The issue of children in care is rarely far from the frontpages – and it’s usually accompanied by sensational and often misleading headlines.
Ofsted’s latest study into children in care, Why do children go into children’s homes?, generated understandable column inches stating that there is a ‘lack of collective knowledge on the needs of children in care’.
While we don’t disagree with the sentiment that more can be done to understand the needs of children in care, it’s important to put this into some context.
The study involved 83 homes and 113 children. Ofsted visits at least 6,500 children in care each year. Out of the 12 million children living in England, just under 400,000 are in the social care system at any one time and more than 80,000 of these children are children in care. This study is a snapshot of why children go into care and only scratches the surface when it comes to better understanding the extent of their needs and the dynamics experienced by children, their carers, local authority senior managers, social workers, commissioners and independent reviewing officers.

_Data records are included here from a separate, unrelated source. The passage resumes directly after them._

#[cfg(test)]
mod tests {
    use super::*;

    fn sample_doc() -> TableDocument {
        TableDocument::from_csv_str(
            "name,age,joined\nana,34,2020-01-15\nbo,29,2021-06-01\ncy,41,2019-11-20\n",
        )
        .unwrap()
    }

    #[test]
    fn test_csv_type_inference() {
        let doc = sample_doc();
        assert_eq!(doc.column("name").unwrap().ty, ColumnType::Text);
        assert_eq!(doc.column("age").unwrap().ty, ColumnType::Numeric);
        assert_eq!(doc.column("joined").unwrap().ty, ColumnType::Date);
    }

    #[test]
    fn test_empty_lines_discarded() {
        let doc = TableDocument::from_csv_str("a,b\n1,2\n\n,\n3,4\n").unwrap();
        assert_eq!(doc.num_rows(), 2);
    }

    #[test]
    fn test_duplicate_header_rejected() {
        let err = TableDocument::from_csv_str("a,a\n1,2\n").unwrap_err();
        assert!(matches!(err, Error::SchemaMismatch { .. }));
    }

    #[test]
    fn test_row_key_set_validated() {
        let columns = vec![
            Column::new("a", ColumnType::Numeric),
            Column::new("b", ColumnType::Text),
        ];
        let mut row = Row::new();
        row.insert("a".to_string(), CellValue::Number(1.0));
        row.insert("c".to_string(), CellValue::Text("x".to_string()));
        let err = TableDocument::new(columns, vec![row]).unwrap_err();
        assert!(matches!(err, Error::SchemaMismatch { .. }));
    }

    #[test]
    fn test_csv_round_trip() {
        let doc = sample_doc();
        let csv = doc.to_csv_string().unwrap();
        let reparsed = TableDocument::from_csv_str(&csv).unwrap();
        assert_eq!(doc, reparsed);
    }

    #[test]
    fn test_csv_quoting_round_trip() {
        let doc = TableDocument::from_csv_str(
            "note,score\n\"hello, world\",1\n\"say \"\"hi\"\"\",2\nplain,3\n",
        )
        .unwrap();
        assert_eq!(
            doc.value(0, "note"),
            Some(&CellValue::Text("hello, world".to_string()))
        );
        let reparsed = TableDocument::from_csv_str(&doc.to_csv_string().unwrap()).unwrap();
        assert_eq!(doc, reparsed);
    }

    #[test]
    fn test_missing_value_forms() {
        assert!(CellValue::Null.is_missing());
        assert!(CellValue::Text(String::new()).is_missing());
        assert!(CellValue::Text("  ".to_string()).is_missing());
        assert!(CellValue::Text("null".to_string()).is_missing());
        assert!(CellValue::Text("NULL".to_string()).is_missing());
        assert!(CellValue::Text("undefined".to_string()).is_missing());
        assert!(!CellValue::Text("0".to_string()).is_missing());
        assert!(!CellValue::Number(0.0).is_missing());
    }

    #[test]
    fn test_number_display_round_trip() {
        assert_eq!(CellValue::Number(34.0).to_display(), "34");
        assert_eq!(CellValue::Number(2.5).to_display(), "2.5");
        assert_eq!(CellValue::Number(-7.0).to_display(), "-7");
    }

    #[test]
    fn test_unparseable_numeric_kept_verbatim() {
        let doc = TableDocument::from_csv_str_with_options(
            "age\nthirty\n",
            CsvOptions {
                delimiter: None,
                types: Some(vec![ColumnType::Numeric]),
            },
        )
        .unwrap();
        assert_eq!(
            doc.value(0, "age"),
            Some(&CellValue::Text("thirty".to_string()))
        );
    }

    #[test]
    fn test_add_remove_column() {
        let mut doc = sample_doc();
        doc.add_column(Column::new("team", ColumnType::Text), CellValue::Null)
            .unwrap();
        assert_eq!(doc.num_columns(), 4);
        assert_eq!(doc.value(0, "team"), Some(&CellValue::Null));

        let removed = doc.remove_column("team").unwrap();
        assert_eq!(removed.name, "team");
        assert_eq!(doc.num_columns(), 3);
        assert!(doc.row(0).unwrap().get("team").is_none());
    }

    #[test]
    fn test_merge_columns() {
        let mut doc =
            TableDocument::from_csv_str("first,last,age\nana,diaz,34\nbo,,29\n").unwrap();
        doc.merge_columns("first", "last", "full_name", " ").unwrap();
        assert_eq!(doc.column_names(), vec!["full_name", "age"]);
        assert_eq!(
            doc.value(0, "full_name"),
            Some(&CellValue::Text("ana diaz".to_string()))
        );
        // missing right side leaves the left value alone
        assert_eq!(
            doc.value(1, "full_name"),
            Some(&CellValue::Text("bo".to_string()))
        );
    }

    #[test]
    fn test_push_row_validates_schema() {
        let mut doc = sample_doc();
        let mut bad = Row::new();
        bad.insert("name".to_string(), CellValue::Text("zed".to_string()));
        assert!(doc.push_row(bad).is_err());
    }

    #[test]
    fn test_numeric_values_skips_unparseable() {
        let doc = TableDocument::from_csv_str_with_options(
            "v\n1\nbad\n3\n\n",
            CsvOptions {
                delimiter: None,
                types: Some(vec![ColumnType::Numeric]),
            },
        )
        .unwrap();
        assert_eq!(doc.numeric_values("v").unwrap(), vec![1.0, 3.0]);
    }

    #[test]
    fn test_date_parse_formats() {
        assert!(parse_date("2024-03-01").is_some());
        assert!(parse_date("01/03/2024").is_some());
        assert!(parse_date("Mar 1, 2024").is_some());
        assert!(parse_date("not a date").is_none());
    }
}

The study recommends a national audit of the needs of children in care to provide better understanding at a ‘strategic level’. While such data is useful – particularly as it doesn’t, and has never existed – the real question is how will this information be used and filtered down to help support children, while also addressing the well-documented sufficiency crisis.

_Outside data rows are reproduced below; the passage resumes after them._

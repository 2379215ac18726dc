//! Error types for limpiar.

use std::path::PathBuf;

/// Result type alias for limpiar operations.
pub type Result<T> = std::result::Result<T, Error>;

/// Errors that can occur in limpiar operations.
#[derive(Debug, thiserror::Error)]
#[non_exhaustive]
pub enum Error {
    /// I/O error during file operations.
    #[error("I/O error at {path:?}: {source}")]
    Io {
        /// The path where the error occurred, if known.
        path: Option<PathBuf>,
        /// The underlying I/O error.
        #[source]
        source: std::io::Error,
    },

    /// CSV error during parsing or writing.
    #[error("CSV error: {0}")]
    Csv(#[from] csv::Error),

    /// JSON error during report serialization.
    #[error("JSON error: {0}")]
    Json(#[from] serde_json::Error),

    /// Column not found in the document schema.
    #[error("Column '{name}' not found in schema")]
    ColumnNotFound {
        /// The name of the missing column.
        name: String,
    },

    /// Row index out of bounds when accessing the document.
    #[error("Row index {index} out of bounds for document with {len} rows")]
    RowIndexOutOfBounds {
        /// The requested row index.
        index: usize,
        /// The actual number of rows.
        len: usize,
    },

    /// Schema mismatch between a row and the declared columns.
    #[error("Schema mismatch: {message}")]
    SchemaMismatch {
        /// Description of the schema mismatch.
        message: String,
    },

    /// Invalid configuration.
    #[error("Invalid configuration: {message}")]
    InvalidConfig {
        /// Description of the configuration error.
        message: String,
    },

    /// Parse error.
    #[error("Parse error: {message}")]
    Parse {
        /// Description of the parse error.
        message: String,
    },

    /// Document has no rows or no columns.
    #[error("Document is empty")]
    EmptyDocument,

    /// Edit operation failed.
    #[error("Edit error: {message}")]
    Edit {
        /// Description of the edit error.
        message: String,
    },

    /// The compute service could not be reached (transport failure or
    /// timeout). Distinct from a service-side processing failure.
    #[error("Compute service unreachable: {message}")]
    ServiceUnavailable {
        /// Description of the transport failure.
        message: String,
    },

    /// The compute service answered but reported a processing failure.
    #[error("Compute service error: {message}")]
    Service {
        /// The error message reported by the service.
        message: String,
    },
}

impl Error {
    /// Create an I/O error with a path context.
    pub fn io(source: std::io::Error, path: impl Into<PathBuf>) -> Self {
        Self::Io {
            path: Some(path.into()),
            source,
        }
    }

    /// Create a column not found error.
    pub fn column_not_found(name: impl Into<String>) -> Self {
        Self::ColumnNotFound { name: name.into() }
    }

    /// Create a schema mismatch error.
    pub fn schema_mismatch(message: impl Into<String>) -> Self {
        Self::SchemaMismatch {
            message: message.into(),
        }
    }

    /// Create an invalid configuration error.
    pub fn invalid_config(message: impl Into<String>) -> Self {
        Self::InvalidConfig {
            message: message.into(),
        }
    }

    /// Create a parse error.
    pub fn parse(message: impl Into<String>) -> Self {
        Self::Parse {
            message: message.into(),
        }
    }

    /// Create an edit error.
    pub fn edit(message: impl Into<String>) -> Self {
        Self::Edit {
            message: message.into(),
        }
    }

    /// Create a service-unreachable error.
    pub fn service_unavailable(message: impl Into<String>) -> Self {
        Self::ServiceUnavailable {
            message: message.into(),
        }
    }

    /// Create a service-side processing error.
    pub fn service(message: impl Into<String>) -> Self {
        Self::Service {
            message: message.into(),
        }
    }
}
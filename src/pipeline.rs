//! Pipeline orchestrator: run enabled factors in declared order,
//! aggregate per-factor stats and log lines, and summarize the result.

use std::collections::BTreeMap;

use crate::{
    document::TableDocument,
    error::Result,
    factors::{registry, FactorId, PipelineConfig, QualityFactor},
    report::{FinalDatasetInfo, PreprocessingReport},
};

/// Result of a full pipeline run.
#[derive(Debug, Clone)]
pub struct PipelineOutcome {
    /// The cleaned document.
    pub document: TableDocument,
    /// Structured report of what every factor did.
    pub report: PreprocessingReport,
}

/// Top-level pipeline over the factor registry.
///
/// Factors always execute in the fixed declared order of
/// [`FactorId::ALL`], regardless of the order callers list them in, so
/// downstream factors observe upstream effects deterministically. A
/// factor that fails is logged and skipped; the rest of the pipeline
/// proceeds.
///
/// # Example
///
/// ```
/// use limpiar::{FactorId, Pipeline, TableDocument};
///
/// let doc = TableDocument::from_csv_str("age,city\n34,lima\n,lima\n34,lima\n").unwrap();
/// let outcome = Pipeline::with_defaults()
///     .run(&doc, &[FactorId::MissingValues, FactorId::Duplicates])
///     .unwrap();
/// assert_eq!(outcome.document.missing_count(), 0);
/// ```
pub struct Pipeline {
    config: PipelineConfig,
    factors: Vec<Box<dyn QualityFactor>>,
}

impl Pipeline {
    /// Build a pipeline with the given configuration.
    pub fn new(config: PipelineConfig) -> Self {
        Self {
            config,
            factors: registry(),
        }
    }

    /// Build a pipeline with default configuration.
    pub fn with_defaults() -> Self {
        Self::new(PipelineConfig::default())
    }

    /// The pipeline configuration.
    pub fn config(&self) -> &PipelineConfig {
        &self.config
    }

    /// Run the enabled factors and return the cleaned document plus the
    /// report. The input document is never mutated.
    ///
    /// # Errors
    ///
    /// Individual factor failures are absorbed into the report; only
    /// report assembly itself can fail.
    pub fn run(&self, doc: &TableDocument, enabled: &[FactorId]) -> Result<PipelineOutcome> {
        let mut current = doc.clone();
        let mut stats = BTreeMap::new();
        let mut log = Vec::new();

        for factor in &self.factors {
            let id = factor.id();
            if !enabled.contains(&id) {
                continue;
            }
            match factor.fix(&current, &self.config) {
                Ok(outcome) => {
                    stats.insert(id.as_str().to_string(), outcome.stats);
                    log.extend(outcome.log);
                    current = outcome.document;
                }
                Err(err) => {
                    tracing::warn!(factor = id.as_str(), error = %err, "factor skipped");
                    log.push(format!("Factor {id} skipped: {err}"));
                }
            }
        }

        let report = PreprocessingReport {
            preprocessing_stats: stats,
            preprocessing_log: log,
            final_dataset_info: FinalDatasetInfo::from_document(&current),
        };
        Ok(PipelineOutcome {
            document: current,
            report,
        })
    }

    /// Run every registered factor.
    ///
    /// # Errors
    ///
    /// Same conditions as [`Pipeline::run`].
    pub fn run_all(&self, doc: &TableDocument) -> Result<PipelineOutcome> {
        self.run(doc, &FactorId::ALL)
    }

    /// Preview mode: produce the report only, leaving no mutated
    /// document in the caller's hands.
    ///
    /// # Errors
    ///
    /// Same conditions as [`Pipeline::run`].
    pub fn dry_run(
        &self,
        doc: &TableDocument,
        enabled: &[FactorId],
    ) -> Result<PreprocessingReport> {
        Ok(self.run(doc, enabled)?.report)
    }
}
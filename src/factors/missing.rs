//! Missing-value factor: detection and type-aware default imputation.

use serde_json::json;

use crate::{
    document::TableDocument,
    error::Result,
    issue::Issue,
};

use super::{apply_issue_fixes, FactorId, FactorOutcome, PipelineConfig, QualityFactor};

/// Settings for the missing-value factor.
#[derive(Debug, Clone)]
pub struct MissingConfig {
    /// Columns whose missing ratio exceeds this are dropped instead of
    /// imputed.
    pub max_missing_ratio: f64,
}

impl Default for MissingConfig {
    fn default() -> Self {
        Self {
            max_missing_ratio: 0.5,
        }
    }
}

/// Missing-value detector/fixer.
///
/// Detection flags every missing cell with a type- and name-aware
/// default. The fixer first drops columns that are mostly missing, then
/// imputes the rest.
pub struct MissingValues;

impl QualityFactor for MissingValues {
    fn id(&self) -> FactorId {
        FactorId::MissingValues
    }

    fn detect(&self, doc: &TableDocument, config: &PipelineConfig) -> Result<Vec<Issue>> {
        let mut issues = Vec::new();
        for (i, row) in doc.rows().iter().enumerate() {
            for column in doc.columns() {
                if let Some(value) = row.get(&column.name) {
                    if let Some(issue) = config.rules.check_missing(i, column, value) {
                        issues.push(issue);
                    }
                }
            }
        }
        Ok(issues)
    }

    fn fix(&self, doc: &TableDocument, config: &PipelineConfig) -> Result<FactorOutcome> {
        let before = doc.missing_count();
        let mut log = Vec::new();

        // Drop columns that are mostly missing before imputing the rest.
        let mut dropped: Vec<String> = Vec::new();
        #[allow(clippy::cast_precision_loss)]
        if doc.num_rows() > 0 {
            for column in doc.columns() {
                let missing = doc
                    .rows()
                    .iter()
                    .filter(|row| row.get(&column.name).is_none_or(|v| v.is_missing()))
                    .count();
                let ratio = missing as f64 / doc.num_rows() as f64;
                if ratio > config.missing.max_missing_ratio {
                    dropped.push(column.name.clone());
                }
            }
        }
        let trimmed = if dropped.is_empty() {
            doc.clone()
        } else {
            log.push(format!(
                "Dropped {} columns with >{:.0}% missing values: {:?}",
                dropped.len(),
                config.missing.max_missing_ratio * 100.0,
                dropped
            ));
            doc.without_columns(&dropped.iter().cloned().collect())
        };

        let issues = self.detect(&trimmed, config)?;
        let (fixed, applied) = apply_issue_fixes(&trimmed, &issues, &config.rules)?;
        if applied > 0 {
            log.push(format!(
                "Imputed {applied} missing values with type-aware defaults"
            ));
        }

        let after = fixed.missing_count();
        let stats = json!({
            "before": before,
            "after": after,
            "columns_dropped": dropped.len(),
        });
        Ok(FactorOutcome {
            document: fixed,
            stats,
            log,
        })
    }
}
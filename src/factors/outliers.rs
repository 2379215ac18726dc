//! Outlier factor: IQR detection with median replacement.
//!
//! The heavier isolation-forest treatment is delegated to the external
//! compute service; this factor is the local, deterministic rule.

use serde_json::json;

use crate::{
    document::{CellValue, ColumnType, TableDocument},
    error::Result,
    issue::{Issue, IssueCategory, IssueSeverity},
    stats,
};

use super::{apply_issue_fixes, FactorId, FactorOutcome, PipelineConfig, QualityFactor};

/// Settings for the outlier factor.
#[derive(Debug, Clone)]
pub struct OutlierConfig {
    /// IQR multiplier for the fences (1.5 is the classic Tukey rule).
    pub iqr_multiplier: f64,
}

impl Default for OutlierConfig {
    fn default() -> Self {
        Self { iqr_multiplier: 1.5 }
    }
}

/// IQR outlier detector/fixer.
pub struct Outliers;

impl QualityFactor for Outliers {
    fn id(&self) -> FactorId {
        FactorId::Outliers
    }

    fn detect(&self, doc: &TableDocument, config: &PipelineConfig) -> Result<Vec<Issue>> {
        let mut issues = Vec::new();
        for name in doc.columns_of_type(ColumnType::Numeric) {
            let values = doc.numeric_values(&name)?;
            let Some((q1, q3)) = stats::quartiles(&values) else {
                continue;
            };
            let iqr = q3 - q1;
            let lower = q1 - config.outliers.iqr_multiplier * iqr;
            let upper = q3 + config.outliers.iqr_multiplier * iqr;
            let Some(median) = stats::median(&values) else {
                continue;
            };

            for (i, row) in doc.rows().iter().enumerate() {
                if let Some(CellValue::Number(n)) = row.get(&name) {
                    if *n < lower || *n > upper {
                        issues.push(
                            Issue::flag(
                                i,
                                &name,
                                CellValue::Number(*n),
                                format!(
                                    "{n} is outside the IQR fences [{lower:.3}, {upper:.3}]"
                                ),
                                IssueCategory::RangeError,
                                IssueSeverity::Warning,
                            )
                            .with_fix(
                                CellValue::Number(median),
                                format!("replaced with column median {median}"),
                            ),
                        );
                    }
                }
            }
        }
        Ok(issues)
    }

    fn fix(&self, doc: &TableDocument, config: &PipelineConfig) -> Result<FactorOutcome> {
        let issues = self.detect(doc, config)?;
        let (fixed, applied) = apply_issue_fixes(doc, &issues, &config.rules)?;
        let mut log = Vec::new();
        if applied > 0 {
            log.push(format!(
                "Replaced {applied} outlier values with column medians"
            ));
        }
        let stats = json!({
            "outliers_detected": applied,
            "method": "iqr",
        });
        Ok(FactorOutcome {
            document: fixed,
            stats,
            log,
        })
    }
}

When you describe someone’s needs as ‘challenging’, ‘complex’ and ‘diverse’, and then associate them with a lack of sufficient places and uneven distribution around the country, then a national audit seems to fall short of what’s needed. It’s also worth pointing out that 75% of children surveyed were understood to be well-matched with their children’s home placement, so in many cases the system is working.
You can’t argue with the sentiment of this study – this is about the provision of the ‘right care, in the right place, at the right time, to help children in need of care achieve the best outcomes’. But isn’t it about time that we stopped producing report, after report, with high-level outcomes that could take an age to make a real difference, and actually work with all stakeholders to come up with practical steps that start to break down the challenges that exist in the sector?

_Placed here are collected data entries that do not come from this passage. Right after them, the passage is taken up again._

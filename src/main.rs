//! limpiar CLI - data quality pipeline over CSV datasets.

#![forbid(unsafe_code)]
#![deny(clippy::unwrap_used)]
#![deny(clippy::expect_used)]
#![allow(clippy::uninlined_format_args)]

use std::process::ExitCode;

use clap::Parser;

use limpiar::cli::{cmd_clean, cmd_info, cmd_report, cmd_score, Commands};

/// limpiar - Data Quality Pipeline and Versioned Tabular Editing
#[derive(Parser)]
#[command(name = "limpiar")]
#[command(author, version, about, long_about = None)]
struct Cli {
    #[command(subcommand)]
    command: Commands,
}

fn main() -> ExitCode {
    tracing_subscriber::fmt()
        .with_env_filter(
            tracing_subscriber::EnvFilter::try_from_default_env()
                .unwrap_or_else(|_| tracing_subscriber::EnvFilter::new("warn")),
        )
        .with_writer(std::io::stderr)
        .init();

    let cli = Cli::parse();
    let result = match &cli.command {
        Commands::Info { path } => cmd_info(path),
        Commands::Clean {
            path,
            output,
            factors,
            target,
            report,
        } => cmd_clean(
            path,
            output.as_deref(),
            factors.as_ref(),
            target.as_deref(),
            report.as_deref(),
        ),
        Commands::Score { path, json } => cmd_score(path, *json),
        Commands::Report { path, output } => cmd_report(path, output.as_deref()),
    };

    match result {
        Ok(()) => ExitCode::SUCCESS,
        Err(err) => {
            eprintln!("error: {err}");
            ExitCode::FAILURE
        }
    }
}
use super::locator;
use crate::cli::commands::load_config;
use crate::cli::output::*;
use blastui_core::blastui_tools_dir;
use blastui_tools::ToolManager;
use clap::Args;
use comfy_table::{Cell, Color};

#[derive(Args)]
pub struct ListArgs {
    /// Also show every managed version, not just where tools resolve
    #[arg(long)]
    pub all_versions: bool,
}

pub fn run(args: ListArgs) -> anyhow::Result<()> {
    let config = load_config()?;
    let locator = locator(&config);

    section_header("BLAST+ executables");
    let mut table = create_standard_table();
    table.set_header(vec![header_cell("Tool"), header_cell("Status"), header_cell("Path")]);

    let survey = locator.survey();
    for (tool, path) in &survey {
        let (status, location) = match path {
            Some(path) => (
                Cell::new("found").fg(Color::Green),
                path.display().to_string(),
            ),
            None => (Cell::new("missing").fg(Color::Red), String::new()),
        };
        table.add_row(vec![Cell::new(tool.name()), status, Cell::new(location)]);
    }
    println!("{}", table);

    if survey.iter().any(|(_, path)| path.is_none()) {
        info("Install BLAST+ with: blastui tools install");
    }

    if args.all_versions {
        let manager = ToolManager::with_directory(blastui_tools_dir());
        let versions = manager.list_versions()?;
        section_header("Managed installations");
        if versions.is_empty() {
            empty("No managed BLAST+ installations");
        }
        for (i, version) in versions.iter().enumerate() {
            let label = if version.is_current {
                format!("{} (current)", version.version)
            } else {
                version.version.clone()
            };
            tree_item(
                i + 1 == versions.len(),
                &label,
                Some(&version.installed_date.format("%Y-%m-%d").to_string()),
            );
        }
    }

    Ok(())
}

Yes – knowledge is key, and listening to children in particular is vital, but what can we be doing right now to ensure the remaining quarter of children are well-matched in a home that meets their needs. For me, the top five priorities are:
• Local authorities and the independent sector working more closely together to shape the market through better business planning and needs mapping.
• Reducing the barriers to increasing sufficiency, such as taking away the need for change of use planning permission.
• The voice of independent reviewing officers reported more effectively as a quality assurance tool. They visit the homes that children are placed in and can give a sound additional voice to that of Ofsted.
• The statutory framework for 16 to 18-year-oldprovision to be released and acted upon, to effectively remove services that do a disservice to vulnerable young people.
• Market oversight from Ofsted that understands that care for very vulnerable young people can be expensive to deliver and that the industry needs huge investment. A reasonable conversation around what is a reasonable profit margin, without the sensationalist headlines, is vital.
Debate is important and data helps to inform, but there are many, many children whose needs must be met while we wait for conclusions. We need to work collectively and as individual organisations to ensure this is happening right now, so we can provide the ‘right care, in the right place, at the right time’.